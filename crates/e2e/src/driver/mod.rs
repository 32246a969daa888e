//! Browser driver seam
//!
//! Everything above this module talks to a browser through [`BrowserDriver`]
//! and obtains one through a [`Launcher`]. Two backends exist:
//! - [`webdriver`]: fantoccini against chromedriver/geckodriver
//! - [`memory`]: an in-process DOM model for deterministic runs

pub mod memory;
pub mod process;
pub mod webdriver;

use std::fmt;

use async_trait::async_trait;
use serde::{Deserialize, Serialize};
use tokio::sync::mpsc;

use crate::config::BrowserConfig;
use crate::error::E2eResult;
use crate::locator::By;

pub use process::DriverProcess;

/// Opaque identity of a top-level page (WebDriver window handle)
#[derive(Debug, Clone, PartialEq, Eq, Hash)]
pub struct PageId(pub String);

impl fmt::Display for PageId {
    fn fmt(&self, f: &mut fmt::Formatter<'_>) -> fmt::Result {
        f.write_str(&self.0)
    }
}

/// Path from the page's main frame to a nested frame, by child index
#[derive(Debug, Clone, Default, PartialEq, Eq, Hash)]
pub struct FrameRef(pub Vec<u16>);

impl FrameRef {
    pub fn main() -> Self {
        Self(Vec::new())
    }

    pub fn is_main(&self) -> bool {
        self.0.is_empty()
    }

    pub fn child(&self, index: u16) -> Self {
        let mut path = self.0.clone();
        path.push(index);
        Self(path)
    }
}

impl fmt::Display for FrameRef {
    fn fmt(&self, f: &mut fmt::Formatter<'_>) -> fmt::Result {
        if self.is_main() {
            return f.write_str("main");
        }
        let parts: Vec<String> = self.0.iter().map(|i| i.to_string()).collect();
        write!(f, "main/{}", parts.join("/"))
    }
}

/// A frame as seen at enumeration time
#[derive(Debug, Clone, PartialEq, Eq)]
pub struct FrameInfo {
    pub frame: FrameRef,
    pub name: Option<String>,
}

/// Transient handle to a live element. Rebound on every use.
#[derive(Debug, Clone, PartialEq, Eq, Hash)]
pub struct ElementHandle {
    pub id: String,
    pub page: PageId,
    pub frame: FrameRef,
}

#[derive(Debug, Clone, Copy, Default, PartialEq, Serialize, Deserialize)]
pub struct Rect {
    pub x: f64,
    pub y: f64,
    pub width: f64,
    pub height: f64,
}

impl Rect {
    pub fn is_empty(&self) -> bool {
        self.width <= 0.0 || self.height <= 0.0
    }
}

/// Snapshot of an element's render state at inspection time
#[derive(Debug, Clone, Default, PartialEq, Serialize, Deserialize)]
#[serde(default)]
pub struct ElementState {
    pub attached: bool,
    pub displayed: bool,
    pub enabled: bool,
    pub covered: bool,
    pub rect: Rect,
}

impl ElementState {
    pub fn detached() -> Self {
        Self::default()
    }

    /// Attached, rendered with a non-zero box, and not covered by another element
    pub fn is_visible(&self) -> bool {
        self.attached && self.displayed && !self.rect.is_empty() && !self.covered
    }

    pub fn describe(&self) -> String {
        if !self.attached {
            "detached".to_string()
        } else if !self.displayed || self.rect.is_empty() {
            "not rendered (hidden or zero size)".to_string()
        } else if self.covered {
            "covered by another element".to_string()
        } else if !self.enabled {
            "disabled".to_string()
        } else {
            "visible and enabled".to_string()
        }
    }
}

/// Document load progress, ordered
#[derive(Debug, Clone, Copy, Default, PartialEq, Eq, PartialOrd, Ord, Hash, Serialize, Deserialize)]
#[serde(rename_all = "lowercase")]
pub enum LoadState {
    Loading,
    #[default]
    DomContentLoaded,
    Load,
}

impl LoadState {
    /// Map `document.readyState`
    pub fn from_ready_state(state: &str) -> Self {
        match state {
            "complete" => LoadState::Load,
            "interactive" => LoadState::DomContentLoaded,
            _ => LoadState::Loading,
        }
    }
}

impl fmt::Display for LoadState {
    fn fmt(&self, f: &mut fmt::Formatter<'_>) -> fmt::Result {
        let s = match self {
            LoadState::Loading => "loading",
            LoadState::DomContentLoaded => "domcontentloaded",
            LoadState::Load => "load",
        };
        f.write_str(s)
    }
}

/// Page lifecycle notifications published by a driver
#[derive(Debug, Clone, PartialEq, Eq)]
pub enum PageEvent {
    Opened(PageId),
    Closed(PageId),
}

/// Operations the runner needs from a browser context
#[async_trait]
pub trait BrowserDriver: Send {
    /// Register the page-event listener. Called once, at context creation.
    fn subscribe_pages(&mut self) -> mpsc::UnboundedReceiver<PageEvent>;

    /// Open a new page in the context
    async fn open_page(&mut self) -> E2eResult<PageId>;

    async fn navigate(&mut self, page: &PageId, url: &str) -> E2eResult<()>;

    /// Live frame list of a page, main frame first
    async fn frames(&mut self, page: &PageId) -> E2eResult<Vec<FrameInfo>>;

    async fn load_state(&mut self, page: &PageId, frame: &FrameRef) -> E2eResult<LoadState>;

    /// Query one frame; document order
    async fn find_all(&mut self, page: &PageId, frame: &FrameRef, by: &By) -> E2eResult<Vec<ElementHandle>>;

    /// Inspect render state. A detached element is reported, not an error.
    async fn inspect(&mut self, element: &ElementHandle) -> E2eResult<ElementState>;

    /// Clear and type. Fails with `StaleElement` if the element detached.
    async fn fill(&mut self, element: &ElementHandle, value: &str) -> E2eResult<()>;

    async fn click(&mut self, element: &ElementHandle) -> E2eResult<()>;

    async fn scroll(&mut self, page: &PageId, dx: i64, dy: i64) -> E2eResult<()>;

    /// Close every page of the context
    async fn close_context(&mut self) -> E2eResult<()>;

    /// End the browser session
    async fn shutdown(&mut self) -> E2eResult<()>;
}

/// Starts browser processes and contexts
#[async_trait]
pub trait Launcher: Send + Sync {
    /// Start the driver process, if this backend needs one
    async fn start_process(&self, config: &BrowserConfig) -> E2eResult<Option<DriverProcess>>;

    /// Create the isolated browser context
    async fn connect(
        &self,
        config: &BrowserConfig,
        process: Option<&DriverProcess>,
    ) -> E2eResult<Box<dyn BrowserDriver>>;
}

== == ==

▶ _Problem_
Retype every line of the listing exactly as it appears.

▶ _Exercise output_
filename crates/e2e/src/driver/mod.rs
repository 32246a969daa888e
//! Browser driver seam
//!
//! Everything above this module talks to a browser through [`BrowserDriver`]
//! and obtains one through a [`Launcher`]. Two backends exist:
//! - [`webdriver`]: fantoccini against chromedriver/geckodriver
//! - [`memory`]: an in-process DOM model for deterministic runs

pub mod memory;
pub mod process;
pub mod webdriver;

use std::fmt;

use async_trait::async_trait;
use serde::{Deserialize, Serialize};
use tokio::sync::mpsc;

use crate::config::BrowserConfig;
use crate::error::E2eResult;
use crate::locator::By;

pub use process::DriverProcess;

/// Opaque identity of a top-level page (WebDriver window handle)
#[derive(Debug, Clone, PartialEq, Eq, Hash)]
pub struct PageId(pub String);

impl fmt::Display for PageId {
    fn fmt(&self, f: &mut fmt::Formatter<'_>) -> fmt::Result {
        f.write_str(&self.0)
    }
}

/// Path from the page's main frame to a nested frame, by child index
#[derive(Debug, Clone, Default, PartialEq, Eq, Hash)]
pub struct FrameRef(pub Vec<u16>);

impl FrameRef {
    pub fn main() -> Self {
        Self(Vec::new())
    }

    pub fn is_main(&self) -> bool {
        self.0.is_empty()
    }

    pub fn child(&self, index: u16) -> Self {
        let mut path = self.0.clone();
        path.push(index);
        Self(path)
    }
}

impl fmt::Display for FrameRef {
    fn fmt(&self, f: &mut fmt::Formatter<'_>) -> fmt::Result {
        if self.is_main() {
            return f.write_str("main");
        }
        let parts: Vec<String> = self.0.iter().map(|i| i.to_string()).collect();
        write!(f, "main/{}", parts.join("/"))
    }
}

/// A frame as seen at enumeration time
#[derive(Debug, Clone, PartialEq, Eq)]
pub struct FrameInfo {
    pub frame: FrameRef,
    pub name: Option<String>,
}

/// Transient handle to a live element. Rebound on every use.
#[derive(Debug, Clone, PartialEq, Eq, Hash)]
pub struct ElementHandle {
    pub id: String,
    pub page: PageId,
    pub frame: FrameRef,
}

#[derive(Debug, Clone, Copy, Default, PartialEq, Serialize, Deserialize)]
pub struct Rect {
    pub x: f64,
    pub y: f64,
    pub width: f64,
    pub height: f64,
}

impl Rect {
    pub fn is_empty(&self) -> bool {
        self.width <= 0.0 || self.height <= 0.0
    }
}

/// Snapshot of an element's render state at inspection time
#[derive(Debug, Clone, Default, PartialEq, Serialize, Deserialize)]
#[serde(default)]
pub struct ElementState {
    pub attached: bool,
    pub displayed: bool,
    pub enabled: bool,
    pub covered: bool,
    pub rect: Rect,
}

impl ElementState {
    pub fn detached() -> Self {
        Self::default()
    }

    /// Attached, rendered with a non-zero box, and not covered by another element
    pub fn is_visible(&self) -> bool {
        self.attached && self.displayed && !self.rect.is_empty() && !self.covered
    }

    pub fn describe(&self) -> String {
        if !self.attached {
            "detached".to_string()
        } else if !self.displayed || self.rect.is_empty() {
            "not rendered (hidden or zero size)".to_string()
        } else if self.covered {
            "covered by another element".to_string()
        } else if !self.enabled {
            "disabled".to_string()
        } else {
            "visible and enabled".to_string()
        }
    }
}

/// Document load progress, ordered
#[derive(Debug, Clone, Copy, Default, PartialEq, Eq, PartialOrd, Ord, Hash, Serialize, Deserialize)]
#[serde(rename_all = "lowercase")]
pub enum LoadState {
    Loading,
    #[default]
    DomContentLoaded,
    Load,
}

impl LoadState {
    /// Map `document.readyState`
    pub fn from_ready_state(state: &str) -> Self {
        match state {
            "complete" => LoadState::Load,
            "interactive" => LoadState::DomContentLoaded,
            _ => LoadState::Loading,
        }
    }
}

impl fmt::Display for LoadState {
    fn fmt(&self, f: &mut fmt::Formatter<'_>) -> fmt::Result {
        let s = match self {
            LoadState::Loading => "loading",
            LoadState::DomContentLoaded => "domcontentloaded",
            LoadState::Load => "load",
        };
        f.write_str(s)
    }
}

/// Page lifecycle notifications published by a driver
#[derive(Debug, Clone, PartialEq, Eq)]
pub enum PageEvent {
    Opened(PageId),
    Closed(PageId),
}

/// Operations the runner needs from a browser context
#[async_trait]
pub trait BrowserDriver: Send {
    /// Register the page-event listener. Called once, at context creation.
    fn subscribe_pages(&mut self) -> mpsc::UnboundedReceiver<PageEvent>;

    /// Open a new page in the context
    async fn open_page(&mut self) -> E2eResult<PageId>;

    async fn navigate(&mut self, page: &PageId, url: &str) -> E2eResult<()>;

    /// Live frame list of a page, main frame first
    async fn frames(&mut self, page: &PageId) -> E2eResult<Vec<FrameInfo>>;

    async fn load_state(&mut self, page: &PageId, frame: &FrameRef) -> E2eResult<LoadState>;

    /// Query one frame; document order
    async fn find_all(&mut self, page: &PageId, frame: &FrameRef, by: &By) -> E2eResult<Vec<ElementHandle>>;

    /// Inspect render state. A detached element is reported, not an error.
    async fn inspect(&mut self, element: &ElementHandle) -> E2eResult<ElementState>;

    /// Clear and type. Fails with `StaleElement` if the element detached.
    async fn fill(&mut self, element: &ElementHandle, value: &str) -> E2eResult<()>;

    async fn click(&mut self, element: &ElementHandle) -> E2eResult<()>;

    async fn scroll(&mut self, page: &PageId, dx: i64, dy: i64) -> E2eResult<()>;

    /// Close every page of the context
    async fn close_context(&mut self) -> E2eResult<()>;

    /// End the browser session
    async fn shutdown(&mut self) -> E2eResult<()>;
}

/// Starts browser processes and contexts
#[async_trait]
pub trait Launcher: Send + Sync {
    /// Start the driver process, if this backend needs one
    async fn start_process(&self, config: &BrowserConfig) -> E2eResult<Option<DriverProcess>>;

    /// Create the isolated browser context
    async fn connect(
        &self,
        config: &BrowserConfig,
        process: Option<&DriverProcess>,
    ) -> E2eResult<Box<dyn BrowserDriver>>;
}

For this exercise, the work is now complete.